[SUPPLIED DATA]:
Content starts
//! HTTP client for the RedSys REST endpoint (`trataPeticionREST`).

use serde_json::Value;
use std::time::Duration;

use crate::error::RedsysError;
use crate::outbound::SignedRequest;

const DEFAULT_TIMEOUT: Duration = Duration::from_secs(30);

/// Posts signed requests to the gateway. One attempt per call, no retries.
#[derive(Debug, Clone)]
pub struct RestClient {
    client: reqwest::Client,
    url: String,
    timeout: Duration,
}

impl RestClient {
    pub fn new(url: impl Into<String>) -> Result<Self, RedsysError> {
        let client = reqwest::Client::builder()
            .redirect(reqwest::redirect::Policy::none())
            .build()
            .map_err(|e| RedsysError::Http(format!("failed to build HTTP client: {e}")))?;
        Ok(Self {
            client,
            url: url.into(),
            timeout: DEFAULT_TIMEOUT,
        })
    }

    pub fn with_timeout(mut self, timeout: Duration) -> Self {
        self.timeout = timeout;
        self
    }

    pub fn url(&self) -> &str {
        &self.url
    }

    /// Send `request` as JSON and return the gateway's reply.
    ///
    /// Non-2xx statuses are errors. A 2xx body that is not JSON comes back
    /// as `{"raw": <body>}`.
    pub async fn send(&self, request: &SignedRequest) -> Result<Value, RedsysError> {
        let resp = self
            .client
            .post(&self.url)
            .header("Content-Type", "application/json")
            .timeout(self.timeout)
            .json(request)
            .send()
            .await
            .map_err(|e| RedsysError::Http(format!("gateway request failed: {e}")))?;

        let status = resp.status();
        let text = resp
            .text()
            .await
            .map_err(|e| RedsysError::Http(format!("failed to read gateway response: {e}")))?;

        if !status.is_success() {
            tracing::warn!(status = %status, url = %self.url, "gateway returned an error status");
            return Err(RedsysError::Http(format!("gateway returned {status}: {text}")));
        }

        tracing::debug!(status = %status, bytes = text.len(), "gateway response received");
        Ok(parse_body(&text))
    }
}

fn parse_body(text: &str) -> Value {
    serde_json::from_str(text).unwrap_or_else(|_| serde_json::json!({ "raw": text }))
}
use thiserror::Error;

/// Errors returned by RedSys verification, signing and vault operations.
///
/// A signature that simply does not match is *not* an error: it surfaces as
/// [`crate::verifier::Outcome::Rejected`] or a `false` verification result.
#[derive(Debug, Error)]
pub enum RedsysError {
    /// Missing or malformed terminal key / vault key. Fatal, never retried.
    #[error("config error: {0}")]
    Config(String),

    /// Malformed base64 or JSON in caller-supplied input.
    #[error("decode error: {0}")]
    Decode(String),

    #[error("missing fields: {0}")]
    MissingFields(String),

    #[error("malformed merchant parameters: {0}")]
    MalformedParameters(String),

    #[error("invalid order: {0}")]
    InvalidOrder(String),

    /// The order does not resolve to a merchant record. The message never
    /// carries the order itself.
    #[error("not registered")]
    NotRegistered,

    /// Vault token could not be authenticated or decoded.
    #[error("decrypt error: {0}")]
    Decrypt(String),

    #[error("invalid payment request: {0}")]
    InvalidRequest(String),

    #[error("store error: {0}")]
    Store(String),

    #[error("http error: {0}")]
    Http(String),

    #[error("serialization error: {0}")]
    SerdeError(#[from] serde_json::Error),
}

impl RedsysError {
    /// True for errors caused by the caller's input (4xx-equivalent), false
    /// for configuration, storage and transport failures.
    pub fn is_client_error(&self) -> bool {
        matches!(
            self,
            RedsysError::Decode(_)
                | RedsysError::MissingFields(_)
                | RedsysError::MalformedParameters(_)
                | RedsysError::InvalidOrder(_)
                | RedsysError::NotRegistered
                | RedsysError::InvalidRequest(_)
        )
    }
}
//! Verify a notification from the command line.
//!
//! Usage: redsys-verify <DS_MERCHANT_PARAMETERS> <DS_SIGNATURE> [KEY_BASE64]
//!
//! Without KEY_BASE64 the key is read from REDSYS_SHA256_KEY. Exits 1 when
//! the signature is rejected or the input is malformed.

use redsys::{decode_parameters, verify_notification, MerchantParameters, RedsysConfig};
use tracing_subscriber::{layer::SubscriberExt, util::SubscriberInitExt};

fn main() {
    dotenvy::dotenv().ok();
    tracing_subscriber::registry()
        .with(
            tracing_subscriber::EnvFilter::try_from_default_env()
                .unwrap_or_else(|_| "info".into()),
        )
        .with(tracing_subscriber::fmt::layer().with_writer(std::io::stderr))
        .init();

    let args: Vec<String> = std::env::args().skip(1).collect();
    let (encoded, signature, key_arg) = match args.as_slice() {
        [encoded, signature] => (encoded, signature, None),
        [encoded, signature, key] => (encoded, signature, Some(key.clone())),
        _ => {
            eprintln!("Usage: redsys-verify <DS_MERCHANT_PARAMETERS> <DS_SIGNATURE> [KEY_BASE64]");
            std::process::exit(2);
        }
    };

    let key = match key_arg {
        Some(key) => key,
        None => match RedsysConfig::from_env() {
            Ok(RedsysConfig {
                terminal_key: Some(key),
                ..
            }) => key,
            Ok(_) => {
                eprintln!("Error: no key given and REDSYS_SHA256_KEY is not set");
                std::process::exit(2);
            }
            Err(e) => {
                eprintln!("Error: {e}");
                std::process::exit(2);
            }
        },
    };

    let raw = match decode_parameters(encoded) {
        Ok(raw) => raw,
        Err(e) => {
            eprintln!("Error: {e}");
            std::process::exit(1);
        }
    };
    let parameters = match MerchantParameters::from_map(raw.clone()) {
        Ok(parameters) => parameters,
        Err(e) => {
            eprintln!("Error: {e}");
            std::process::exit(1);
        }
    };
    let Some(order) = parameters.order.as_deref().filter(|o| !o.is_empty()) else {
        eprintln!("Error: Ds_Order is missing from the merchant parameters");
        std::process::exit(1);
    };

    println!("Decoded parameters:");
    println!(
        "{}",
        serde_json::to_string_pretty(&raw).unwrap_or_default()
    );
    if let Some(amount) = parameters.amount_in_units() {
        println!("Amount: {amount:.2}");
    }
    if let Some(at) = parameters.notified_at() {
        println!("Notified at: {at}");
    }

    if verify_notification(encoded, signature, order, &key) {
        println!("\nSignature VALID for order {order}");
    } else {
        println!("\nSignature INVALID for order {order}");
        std::process::exit(1);
    }
}
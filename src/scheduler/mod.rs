//! # Holdoff Scheduler
//!
//! Coalesces bursts of change notifications into single DAG rebuilds.
//!
//! The scheduler is a small state machine driven by one task:
//!
//! - `Idle` waits for the first notification.
//! - `Holding` absorbs further notifications. Each one pushes the short
//!   holdoff deadline out, but never past the maximum holdoff measured
//!   from the first notification of the burst.
//! - `Draining` runs exactly one rebuild covering the whole burst.
//!   Notifications arriving meanwhile stay queued and open the next burst.
//!
//! Rebuilds run inline on the scheduler task, so two rebuilds never overlap.

use crate::cache::ResourceCache;
use crate::config::SchedulerConfig;
use crate::dag::{Dag, DagBuilder};
use crate::domain::ResourceKind;
use crate::errors::{Error, Result};
use crate::observability::MetricsRecorder;
use crate::rebuild_span;
use crate::store::WatchEventType;
use crate::xds::SnapshotCache;
use std::sync::{Arc, RwLock};
use std::time::Duration;
use tokio::sync::{mpsc, watch};
use tokio::task::JoinHandle;
use tokio::time::{sleep_until, Instant};
use tracing::{debug, error, info};

#[derive(Debug, Clone, Copy, PartialEq, Eq)]
pub enum SchedulerState {
    Idle,
    Holding,
    Draining,
}

/// A change applied to the resource cache
#[derive(Debug, Clone, Copy, PartialEq, Eq)]
pub struct ChangeNotification {
    pub kind: ResourceKind,
    pub event: WatchEventType,
}

/// Work performed once per settled burst
pub trait Rebuild: Send + Sync {
    /// `pending` is the number of notifications folded into this rebuild
    fn rebuild(&self, pending: u64) -> Result<()>;
}

/// Rebuilds the DAG from a cache snapshot and publishes it
pub struct DagRebuilder {
    cache: Arc<ResourceCache>,
    builder: DagBuilder,
    snapshots: Arc<SnapshotCache>,
    metrics: MetricsRecorder,
    latest: RwLock<Option<Arc<Dag>>>,
}

impl DagRebuilder {
    pub fn new(
        cache: Arc<ResourceCache>,
        builder: DagBuilder,
        snapshots: Arc<SnapshotCache>,
        metrics: MetricsRecorder,
    ) -> Self {
        Self { cache, builder, snapshots, metrics, latest: RwLock::new(None) }
    }

    /// DAG of the most recent successful rebuild
    pub fn latest_dag(&self) -> Option<Arc<Dag>> {
        self.latest.read().expect("dag lock poisoned").clone()
    }
}

impl Rebuild for DagRebuilder {
    fn rebuild(&self, pending: u64) -> Result<()> {
        let span = rebuild_span!(pending);
        let _enter = span.enter();
        let started = std::time::Instant::now();

        let cache = self.cache.snapshot();
        let dag = Arc::new(self.builder.build(&cache));
        let snapshot = self.snapshots.on_new_dag(&dag)?;
        *self.latest.write().expect("dag lock poisoned") = Some(dag.clone());

        let elapsed = started.elapsed();
        self.metrics.record_rebuild(pending, elapsed.as_secs_f64());
        info!(
            version = snapshot.version,
            cache_revision = cache.revision(),
            virtual_hosts = dag.virtual_hosts().count(),
            diagnostics = dag.diagnostics().len(),
            elapsed_ms = elapsed.as_millis() as u64,
            "DAG rebuilt"
        );
        Ok(())
    }
}

/// Sending side of the scheduler
#[derive(Debug, Clone)]
pub struct SchedulerHandle {
    tx: mpsc::UnboundedSender<ChangeNotification>,
    state: watch::Receiver<SchedulerState>,
}

impl SchedulerHandle {
    pub fn notify(&self, notification: ChangeNotification) -> Result<()> {
        self.tx
            .send(notification)
            .map_err(|_| Error::internal("holdoff scheduler has stopped"))
    }

    pub fn state(&self) -> SchedulerState {
        *self.state.borrow()
    }
}

pub struct HoldoffScheduler {
    delay: Duration,
    max_delay: Duration,
    rx: mpsc::UnboundedReceiver<ChangeNotification>,
    state: watch::Sender<SchedulerState>,
    rebuilder: Arc<dyn Rebuild>,
}

impl HoldoffScheduler {
    /// Start the scheduler task. It exits when `shutdown` flips to true or
    /// every handle has been dropped.
    pub fn spawn(
        config: &SchedulerConfig,
        rebuilder: Arc<dyn Rebuild>,
        shutdown: watch::Receiver<bool>,
    ) -> (SchedulerHandle, JoinHandle<()>) {
        let (tx, rx) = mpsc::unbounded_channel();
        let (state, state_rx) = watch::channel(SchedulerState::Idle);
        let scheduler = Self {
            delay: config.holdoff_delay(),
            max_delay: config.holdoff_max_delay(),
            rx,
            state,
            rebuilder,
        };

        info!(
            holdoff_delay_ms = config.holdoff_delay_ms,
            holdoff_max_delay_ms = config.holdoff_max_delay_ms,
            "Starting holdoff scheduler"
        );
        let task = tokio::spawn(scheduler.run(shutdown));
        (SchedulerHandle { tx, state: state_rx }, task)
    }

    async fn run(mut self, mut shutdown: watch::Receiver<bool>) {
        loop {
            self.state.send_replace(SchedulerState::Idle);

            let first = tokio::select! {
                _ = wait_for_shutdown(&mut shutdown) => break,
                notification = self.rx.recv() => match notification {
                    Some(n) => n,
                    None => break,
                },
            };

            self.state.send_replace(SchedulerState::Holding);
            let (pending, closed) = match self.hold(first, &mut shutdown).await {
                Some(result) => result,
                None => break,
            };

            self.state.send_replace(SchedulerState::Draining);
            if let Err(e) = self.rebuilder.rebuild(pending) {
                error!(error = %e, pending, "Rebuild failed, previous snapshot stays current");
            }

            if closed {
                break;
            }
        }
        info!("Holdoff scheduler stopped");
    }

    /// Absorb the burst opened by `first`. Returns the number of folded
    /// notifications and whether the channel closed, or `None` on shutdown.
    async fn hold(
        &mut self,
        first: ChangeNotification,
        shutdown: &mut watch::Receiver<bool>,
    ) -> Option<(u64, bool)> {
        let started = Instant::now();
        let cap = started + self.max_delay;
        let mut deadline = (started + self.delay).min(cap);
        let mut pending = 1u64;
        debug!(kind = %first.kind, event = first.event.as_str(), "Holdoff window opened");

        loop {
            tokio::select! {
                _ = sleep_until(deadline) => return Some((pending, false)),
                _ = wait_for_shutdown(shutdown) => return None,
                notification = self.rx.recv() => match notification {
                    Some(n) => {
                        pending += 1;
                        deadline = (Instant::now() + self.delay).min(cap);
                        debug!(kind = %n.kind, event = n.event.as_str(), pending, "Notification coalesced");
                    }
                    None => return Some((pending, true)),
                },
            }
        }
    }
}

async fn wait_for_shutdown(shutdown: &mut watch::Receiver<bool>) {
    loop {
        if *shutdown.borrow() {
            return;
        }
        if shutdown.changed().await.is_err() {
            return;
        }
    }
}
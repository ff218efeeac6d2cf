use crate::config::SnapshotConfig;
use crate::dag::Dag;
use crate::errors::{Error, Result};
use crate::observability::MetricsRecorder;
use crate::xds::resources::{
    clusters_from_dag, listeners_from_dag, routes_from_dag, secrets_from_dag, BuiltResource,
    CLUSTER_TYPE_URL, LISTENER_TYPE_URL, ROUTE_TYPE_URL, SECRET_TYPE_URL, SNAPSHOT_TYPE_URLS,
};
use std::collections::HashMap;
use std::sync::atomic::{AtomicU64, Ordering};
use std::sync::{Arc, RwLock};
use tokio::sync::{broadcast, mpsc};
use tokio_stream::wrappers::BroadcastStream;
use tracing::{debug, info, warn};

/// Immutable set of Envoy collections published under one version.
#[derive(Clone, Debug, Default)]
pub struct Snapshot {
    pub version: u64,
    /// Cache revision of the DAG the snapshot was translated from
    pub cache_revision: u64,
    resources: HashMap<&'static str, Vec<BuiltResource>>,
}

impl Snapshot {
    pub fn resources(&self, type_url: &str) -> &[BuiltResource] {
        self.resources.get(type_url).map(Vec::as_slice).unwrap_or(&[])
    }

    pub fn version_string(&self) -> String {
        self.version.to_string()
    }

    fn sizes(&self) -> Vec<(&'static str, usize)> {
        SNAPSHOT_TYPE_URLS.iter().map(|url| (*url, self.resources(url).len())).collect()
    }
}

/// Consumer of published snapshots.
///
/// Observers run on the publishing task, so they must hand work off rather
/// than block. A failed observer never rolls back the published snapshot.
pub trait SnapshotObserver: Send + Sync {
    fn name(&self) -> &str;

    fn on_snapshot(&self, snapshot: &Arc<Snapshot>) -> Result<()>;
}

/// Forwards snapshots into a bounded channel, failing when the consumer
/// falls behind.
#[derive(Debug)]
pub struct ChannelObserver {
    name: String,
    tx: mpsc::Sender<Arc<Snapshot>>,
}

impl ChannelObserver {
    pub fn new<S: Into<String>>(name: S, capacity: usize) -> (Self, mpsc::Receiver<Arc<Snapshot>>) {
        let (tx, rx) = mpsc::channel(capacity.max(1));
        (Self { name: name.into(), tx }, rx)
    }
}

impl SnapshotObserver for ChannelObserver {
    fn name(&self) -> &str {
        &self.name
    }

    fn on_snapshot(&self, snapshot: &Arc<Snapshot>) -> Result<()> {
        self.tx.try_send(snapshot.clone()).map_err(|e| match e {
            mpsc::error::TrySendError::Full(_) => Error::internal(format!(
                "observer {} is behind, dropped snapshot version {}",
                self.name, snapshot.version
            )),
            mpsc::error::TrySendError::Closed(_) => {
                Error::internal(format!("observer {} is closed", self.name))
            }
        })
    }
}

/// Versioned store of translated snapshots.
///
/// All collections share one version counter which advances on every
/// publish, even when the content is unchanged.
pub struct SnapshotCache {
    config: SnapshotConfig,
    version: AtomicU64,
    current: RwLock<Arc<Snapshot>>,
    observers: RwLock<Vec<Arc<dyn SnapshotObserver>>>,
    update_tx: broadcast::Sender<Arc<Snapshot>>,
    metrics: MetricsRecorder,
}

impl std::fmt::Debug for SnapshotCache {
    fn fmt(&self, f: &mut std::fmt::Formatter<'_>) -> std::fmt::Result {
        f.debug_struct("SnapshotCache")
            .field("version", &self.current_version())
            .field("observers", &self.observers.read().expect("observer lock poisoned").len())
            .finish()
    }
}

impl SnapshotCache {
    pub fn new(config: SnapshotConfig, metrics: MetricsRecorder) -> Self {
        let (update_tx, _) = broadcast::channel(128);
        Self {
            config,
            version: AtomicU64::new(0),
            current: RwLock::new(Arc::new(Snapshot::default())),
            observers: RwLock::new(Vec::new()),
            update_tx,
            metrics,
        }
    }

    /// Observers are notified in registration order
    pub fn register_observer(&self, observer: Arc<dyn SnapshotObserver>) {
        info!(observer = observer.name(), "Registered snapshot observer");
        self.observers.write().expect("observer lock poisoned").push(observer);
    }

    /// Translate a freshly built DAG and publish it as the next version.
    ///
    /// On translation failure nothing is published and the previous
    /// snapshot stays current.
    pub fn on_new_dag(&self, dag: &Dag) -> Result<Arc<Snapshot>> {
        let mut resources = HashMap::new();
        resources.insert(CLUSTER_TYPE_URL, clusters_from_dag(dag, &self.config));
        resources.insert(ROUTE_TYPE_URL, routes_from_dag(dag));
        resources.insert(LISTENER_TYPE_URL, listeners_from_dag(dag, &self.config));
        resources.insert(SECRET_TYPE_URL, secrets_from_dag(dag)?);

        let snapshot = {
            let mut current = self.current.write().expect("snapshot lock poisoned");
            let version = self.version.fetch_add(1, Ordering::SeqCst) + 1;
            let snapshot =
                Arc::new(Snapshot { version, cache_revision: dag.cache_revision(), resources });
            *current = snapshot.clone();
            snapshot
        };

        self.metrics.record_snapshot(snapshot.version, &snapshot.sizes());
        debug!(
            version = snapshot.version,
            cache_revision = snapshot.cache_revision,
            clusters = snapshot.resources(CLUSTER_TYPE_URL).len(),
            routes = snapshot.resources(ROUTE_TYPE_URL).len(),
            listeners = snapshot.resources(LISTENER_TYPE_URL).len(),
            secrets = snapshot.resources(SECRET_TYPE_URL).len(),
            "Published snapshot"
        );

        // No subscribers is fine
        let _ = self.update_tx.send(snapshot.clone());
        self.notify_observers(&snapshot);

        Ok(snapshot)
    }

    fn notify_observers(&self, snapshot: &Arc<Snapshot>) {
        let observers = self.observers.read().expect("observer lock poisoned").clone();
        for observer in observers {
            if let Err(e) = observer.on_snapshot(snapshot) {
                warn!(
                    observer = observer.name(),
                    version = snapshot.version,
                    error = %e,
                    "Snapshot observer failed"
                );
                self.metrics.record_observer_failure(observer.name());
            }
        }
    }

    pub fn current(&self) -> Arc<Snapshot> {
        self.current.read().expect("snapshot lock poisoned").clone()
    }

    pub fn current_version(&self) -> u64 {
        self.version.load(Ordering::SeqCst)
    }

    /// Current version of a single collection along with its contents
    pub fn resources(&self, type_url: &str) -> (u64, Vec<BuiltResource>) {
        let snapshot = self.current();
        (snapshot.version, snapshot.resources(type_url).to_vec())
    }

    pub fn subscribe(&self) -> broadcast::Receiver<Arc<Snapshot>> {
        self.update_tx.subscribe()
    }

    /// Stream of future snapshots. Slow readers see `Lagged` items and
    /// should re-read [`SnapshotCache::current`].
    pub fn watch(&self) -> BroadcastStream<Arc<Snapshot>> {
        BroadcastStream::new(self.subscribe())
    }
}
//! # Log Subscriber
//!
//! Installs the global `tracing` subscriber.

use crate::config::ObservabilityConfig;
use crate::errors::{Error, Result};
use tracing_subscriber::{EnvFilter, FmtSubscriber};

/// Install the global subscriber.
///
/// `RUST_LOG` takes precedence over the configured level. An already
/// installed global subscriber is left in place.
pub fn init_tracing(config: &ObservabilityConfig) -> Result<()> {
    let filter = EnvFilter::try_from_default_env()
        .or_else(|_| EnvFilter::try_new(&config.log_level))
        .map_err(|e| Error::config(format!("Invalid log level '{}': {}", config.log_level, e)))?;

    let result = if config.json_logging {
        ::tracing::subscriber::set_global_default(
            FmtSubscriber::builder()
                .with_env_filter(filter)
                .json()
                .with_current_span(true)
                .finish(),
        )
    } else {
        ::tracing::subscriber::set_global_default(
            FmtSubscriber::builder().with_env_filter(filter).with_target(true).finish(),
        )
    };

    if result.is_err() {
        ::tracing::debug!("Global tracing subscriber already installed");
    }

    Ok(())
}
Content ends
[ACTIVITY]: Pull out all lines from the entries above that include the word "Idle".

[RESPONSE]:
//! - `Idle` waits for the first notification.
    Idle,
        let (state, state_rx) = watch::channel(SchedulerState::Idle);
            self.state.send_replace(SchedulerState::Idle);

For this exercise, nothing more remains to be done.